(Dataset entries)
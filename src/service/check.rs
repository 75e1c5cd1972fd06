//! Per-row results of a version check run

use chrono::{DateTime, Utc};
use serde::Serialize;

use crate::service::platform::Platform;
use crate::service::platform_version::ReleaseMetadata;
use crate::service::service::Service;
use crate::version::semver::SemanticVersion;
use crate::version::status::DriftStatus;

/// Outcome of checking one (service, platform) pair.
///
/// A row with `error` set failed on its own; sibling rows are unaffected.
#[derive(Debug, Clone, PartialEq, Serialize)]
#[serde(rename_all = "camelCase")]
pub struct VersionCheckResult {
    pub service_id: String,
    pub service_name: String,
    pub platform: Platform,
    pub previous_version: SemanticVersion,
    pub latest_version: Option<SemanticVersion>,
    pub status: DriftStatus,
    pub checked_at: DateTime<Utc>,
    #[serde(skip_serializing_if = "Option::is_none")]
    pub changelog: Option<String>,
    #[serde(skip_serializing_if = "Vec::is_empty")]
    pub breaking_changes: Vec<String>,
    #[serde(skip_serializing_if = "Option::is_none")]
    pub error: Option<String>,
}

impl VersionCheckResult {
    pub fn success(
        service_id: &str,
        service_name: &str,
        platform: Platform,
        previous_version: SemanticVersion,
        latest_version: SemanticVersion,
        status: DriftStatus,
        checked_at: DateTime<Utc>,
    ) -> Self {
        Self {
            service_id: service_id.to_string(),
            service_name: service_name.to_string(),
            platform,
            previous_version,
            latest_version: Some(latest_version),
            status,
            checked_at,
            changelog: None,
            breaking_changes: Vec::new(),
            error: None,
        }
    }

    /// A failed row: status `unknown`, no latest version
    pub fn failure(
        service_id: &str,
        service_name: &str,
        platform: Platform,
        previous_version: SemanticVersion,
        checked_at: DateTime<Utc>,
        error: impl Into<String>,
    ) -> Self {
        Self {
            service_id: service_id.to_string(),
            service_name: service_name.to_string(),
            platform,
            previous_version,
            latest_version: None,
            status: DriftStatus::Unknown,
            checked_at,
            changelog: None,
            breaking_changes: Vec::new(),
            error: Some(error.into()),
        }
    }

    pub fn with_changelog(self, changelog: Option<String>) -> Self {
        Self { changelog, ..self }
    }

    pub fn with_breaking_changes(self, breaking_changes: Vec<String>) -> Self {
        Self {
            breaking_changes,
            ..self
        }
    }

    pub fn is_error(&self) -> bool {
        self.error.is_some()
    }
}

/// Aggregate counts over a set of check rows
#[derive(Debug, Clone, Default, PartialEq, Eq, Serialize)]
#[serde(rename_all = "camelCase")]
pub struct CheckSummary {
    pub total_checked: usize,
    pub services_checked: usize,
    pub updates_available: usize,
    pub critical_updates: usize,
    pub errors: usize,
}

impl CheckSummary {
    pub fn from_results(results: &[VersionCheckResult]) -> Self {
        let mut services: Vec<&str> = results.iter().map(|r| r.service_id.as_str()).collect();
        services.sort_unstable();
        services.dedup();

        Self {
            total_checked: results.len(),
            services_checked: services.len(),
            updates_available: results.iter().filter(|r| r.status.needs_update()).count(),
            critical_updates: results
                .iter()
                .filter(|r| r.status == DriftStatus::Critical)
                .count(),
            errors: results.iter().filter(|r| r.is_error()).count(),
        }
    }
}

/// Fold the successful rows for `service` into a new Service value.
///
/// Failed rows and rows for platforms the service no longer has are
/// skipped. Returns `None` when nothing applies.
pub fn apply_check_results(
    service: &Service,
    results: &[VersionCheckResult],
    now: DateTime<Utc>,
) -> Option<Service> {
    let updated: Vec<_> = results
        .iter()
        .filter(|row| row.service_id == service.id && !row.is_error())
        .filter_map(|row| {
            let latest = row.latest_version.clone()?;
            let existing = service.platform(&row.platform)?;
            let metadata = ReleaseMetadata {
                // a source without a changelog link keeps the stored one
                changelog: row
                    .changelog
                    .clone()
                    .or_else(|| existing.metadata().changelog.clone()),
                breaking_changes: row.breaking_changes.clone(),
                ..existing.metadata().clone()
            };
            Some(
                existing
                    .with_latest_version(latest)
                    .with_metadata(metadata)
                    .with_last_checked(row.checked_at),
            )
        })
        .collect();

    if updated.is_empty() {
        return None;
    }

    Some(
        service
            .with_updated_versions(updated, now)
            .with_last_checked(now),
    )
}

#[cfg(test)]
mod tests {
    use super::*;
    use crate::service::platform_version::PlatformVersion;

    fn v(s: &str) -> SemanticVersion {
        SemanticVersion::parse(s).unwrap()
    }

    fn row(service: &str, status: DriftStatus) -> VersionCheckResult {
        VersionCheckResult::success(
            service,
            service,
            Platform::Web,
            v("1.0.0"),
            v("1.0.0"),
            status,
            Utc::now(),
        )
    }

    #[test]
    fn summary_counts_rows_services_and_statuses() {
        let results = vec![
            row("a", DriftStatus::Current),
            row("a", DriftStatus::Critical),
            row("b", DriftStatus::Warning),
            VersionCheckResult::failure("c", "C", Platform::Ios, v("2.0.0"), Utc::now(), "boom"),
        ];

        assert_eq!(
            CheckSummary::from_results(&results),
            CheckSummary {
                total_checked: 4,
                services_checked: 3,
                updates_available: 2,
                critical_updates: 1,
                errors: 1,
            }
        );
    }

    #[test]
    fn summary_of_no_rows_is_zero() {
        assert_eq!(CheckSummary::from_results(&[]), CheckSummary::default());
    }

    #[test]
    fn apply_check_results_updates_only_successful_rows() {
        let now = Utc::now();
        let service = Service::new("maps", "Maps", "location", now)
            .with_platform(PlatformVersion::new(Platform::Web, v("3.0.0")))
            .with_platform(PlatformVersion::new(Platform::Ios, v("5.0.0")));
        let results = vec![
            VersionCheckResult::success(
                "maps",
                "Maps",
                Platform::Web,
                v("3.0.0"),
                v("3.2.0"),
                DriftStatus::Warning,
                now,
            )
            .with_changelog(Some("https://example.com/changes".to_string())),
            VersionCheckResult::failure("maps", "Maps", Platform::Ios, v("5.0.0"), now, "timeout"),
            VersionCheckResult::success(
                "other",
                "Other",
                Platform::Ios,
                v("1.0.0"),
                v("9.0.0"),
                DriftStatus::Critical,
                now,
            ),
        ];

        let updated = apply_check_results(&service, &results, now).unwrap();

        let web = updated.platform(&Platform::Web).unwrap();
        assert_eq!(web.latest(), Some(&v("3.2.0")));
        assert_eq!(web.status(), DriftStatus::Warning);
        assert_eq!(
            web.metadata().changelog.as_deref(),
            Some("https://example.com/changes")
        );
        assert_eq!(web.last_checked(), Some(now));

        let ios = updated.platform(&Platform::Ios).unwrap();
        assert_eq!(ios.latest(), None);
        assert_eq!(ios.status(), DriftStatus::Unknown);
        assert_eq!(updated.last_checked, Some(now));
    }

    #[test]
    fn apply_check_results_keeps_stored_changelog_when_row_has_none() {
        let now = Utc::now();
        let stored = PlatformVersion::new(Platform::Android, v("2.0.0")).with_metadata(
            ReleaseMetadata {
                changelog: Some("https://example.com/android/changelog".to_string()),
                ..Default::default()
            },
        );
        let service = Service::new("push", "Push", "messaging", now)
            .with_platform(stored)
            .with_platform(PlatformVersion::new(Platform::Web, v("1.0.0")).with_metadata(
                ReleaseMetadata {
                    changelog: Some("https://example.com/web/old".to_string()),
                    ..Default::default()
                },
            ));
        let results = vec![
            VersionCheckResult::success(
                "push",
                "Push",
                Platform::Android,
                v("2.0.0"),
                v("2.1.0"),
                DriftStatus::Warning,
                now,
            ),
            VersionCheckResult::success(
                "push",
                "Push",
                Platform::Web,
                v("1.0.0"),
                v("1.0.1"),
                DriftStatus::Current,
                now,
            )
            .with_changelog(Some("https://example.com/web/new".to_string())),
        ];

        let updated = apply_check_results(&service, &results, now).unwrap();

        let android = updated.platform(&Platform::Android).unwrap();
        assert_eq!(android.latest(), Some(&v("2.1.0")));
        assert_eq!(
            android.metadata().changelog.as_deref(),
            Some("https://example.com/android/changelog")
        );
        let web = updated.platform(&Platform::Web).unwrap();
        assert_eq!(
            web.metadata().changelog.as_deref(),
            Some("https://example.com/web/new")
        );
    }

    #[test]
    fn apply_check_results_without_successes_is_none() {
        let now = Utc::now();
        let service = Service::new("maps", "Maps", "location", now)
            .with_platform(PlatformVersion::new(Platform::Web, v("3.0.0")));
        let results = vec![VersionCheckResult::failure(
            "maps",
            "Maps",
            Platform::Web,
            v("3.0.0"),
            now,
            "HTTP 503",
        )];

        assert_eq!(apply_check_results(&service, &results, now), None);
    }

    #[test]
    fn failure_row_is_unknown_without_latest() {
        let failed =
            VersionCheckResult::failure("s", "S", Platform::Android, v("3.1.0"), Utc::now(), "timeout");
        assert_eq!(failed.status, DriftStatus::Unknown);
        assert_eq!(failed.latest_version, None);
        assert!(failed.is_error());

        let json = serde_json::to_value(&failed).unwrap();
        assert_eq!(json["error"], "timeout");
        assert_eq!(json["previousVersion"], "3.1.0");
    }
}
* * *
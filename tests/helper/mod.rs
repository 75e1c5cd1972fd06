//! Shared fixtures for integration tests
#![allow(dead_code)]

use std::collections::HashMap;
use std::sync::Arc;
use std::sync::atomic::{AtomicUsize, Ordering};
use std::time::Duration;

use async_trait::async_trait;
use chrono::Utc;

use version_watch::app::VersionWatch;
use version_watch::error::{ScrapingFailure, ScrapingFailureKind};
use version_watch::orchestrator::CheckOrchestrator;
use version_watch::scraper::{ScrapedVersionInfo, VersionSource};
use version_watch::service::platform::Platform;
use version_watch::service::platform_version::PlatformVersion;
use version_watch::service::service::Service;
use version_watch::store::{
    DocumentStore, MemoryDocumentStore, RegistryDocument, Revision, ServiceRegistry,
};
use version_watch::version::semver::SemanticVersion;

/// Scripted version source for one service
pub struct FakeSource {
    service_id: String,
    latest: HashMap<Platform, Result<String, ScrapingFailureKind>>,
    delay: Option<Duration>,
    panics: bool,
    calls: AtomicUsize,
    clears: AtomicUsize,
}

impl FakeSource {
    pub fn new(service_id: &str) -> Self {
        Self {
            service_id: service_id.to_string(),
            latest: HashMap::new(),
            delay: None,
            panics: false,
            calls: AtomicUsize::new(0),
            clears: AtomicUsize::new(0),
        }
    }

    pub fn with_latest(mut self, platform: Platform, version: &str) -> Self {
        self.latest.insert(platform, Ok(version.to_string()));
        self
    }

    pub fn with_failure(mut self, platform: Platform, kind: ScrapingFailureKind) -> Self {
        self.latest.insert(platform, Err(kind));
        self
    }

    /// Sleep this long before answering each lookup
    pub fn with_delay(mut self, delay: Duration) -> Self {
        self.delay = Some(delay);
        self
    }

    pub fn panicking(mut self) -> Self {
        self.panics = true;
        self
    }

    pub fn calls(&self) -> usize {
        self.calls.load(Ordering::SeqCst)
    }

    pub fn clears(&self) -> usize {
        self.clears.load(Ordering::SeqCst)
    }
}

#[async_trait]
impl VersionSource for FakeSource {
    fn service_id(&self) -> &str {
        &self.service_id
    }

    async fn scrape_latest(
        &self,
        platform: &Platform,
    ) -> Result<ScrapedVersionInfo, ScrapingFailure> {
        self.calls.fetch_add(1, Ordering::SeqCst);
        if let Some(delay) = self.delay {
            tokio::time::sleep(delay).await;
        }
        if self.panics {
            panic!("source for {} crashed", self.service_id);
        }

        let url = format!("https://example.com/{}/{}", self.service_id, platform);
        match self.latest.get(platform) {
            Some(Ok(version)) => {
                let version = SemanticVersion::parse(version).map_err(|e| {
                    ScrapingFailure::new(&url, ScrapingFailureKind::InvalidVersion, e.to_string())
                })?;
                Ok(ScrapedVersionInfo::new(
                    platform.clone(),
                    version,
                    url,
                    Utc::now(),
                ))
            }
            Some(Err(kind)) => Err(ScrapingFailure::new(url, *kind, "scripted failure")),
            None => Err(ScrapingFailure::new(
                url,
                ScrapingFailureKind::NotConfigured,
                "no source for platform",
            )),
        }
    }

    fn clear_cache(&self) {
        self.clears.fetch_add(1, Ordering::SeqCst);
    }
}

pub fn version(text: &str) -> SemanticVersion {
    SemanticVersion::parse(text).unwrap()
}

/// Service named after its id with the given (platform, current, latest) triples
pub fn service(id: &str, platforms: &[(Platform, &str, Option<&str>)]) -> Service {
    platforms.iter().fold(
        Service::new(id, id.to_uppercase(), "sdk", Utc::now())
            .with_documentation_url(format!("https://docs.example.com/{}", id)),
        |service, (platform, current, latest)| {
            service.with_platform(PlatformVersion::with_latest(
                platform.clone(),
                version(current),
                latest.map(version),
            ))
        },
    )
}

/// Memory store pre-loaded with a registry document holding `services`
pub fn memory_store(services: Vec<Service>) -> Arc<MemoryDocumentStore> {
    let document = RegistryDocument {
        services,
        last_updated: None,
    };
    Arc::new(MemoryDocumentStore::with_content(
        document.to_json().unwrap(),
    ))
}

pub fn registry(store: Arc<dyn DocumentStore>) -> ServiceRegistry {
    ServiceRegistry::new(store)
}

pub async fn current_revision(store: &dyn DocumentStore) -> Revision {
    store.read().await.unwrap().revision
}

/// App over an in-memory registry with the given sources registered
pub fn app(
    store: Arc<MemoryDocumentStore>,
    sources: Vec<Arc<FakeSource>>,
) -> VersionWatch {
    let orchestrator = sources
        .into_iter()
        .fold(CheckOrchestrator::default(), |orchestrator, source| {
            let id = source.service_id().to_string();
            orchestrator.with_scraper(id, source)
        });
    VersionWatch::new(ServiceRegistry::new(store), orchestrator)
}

#### EXERCISE OBJECTIVE:
Taking the lines above one at a time, give the number of them that contain the string "HashMap". Add nothing else.

#### RESULT OF THIS EXERCISE:
3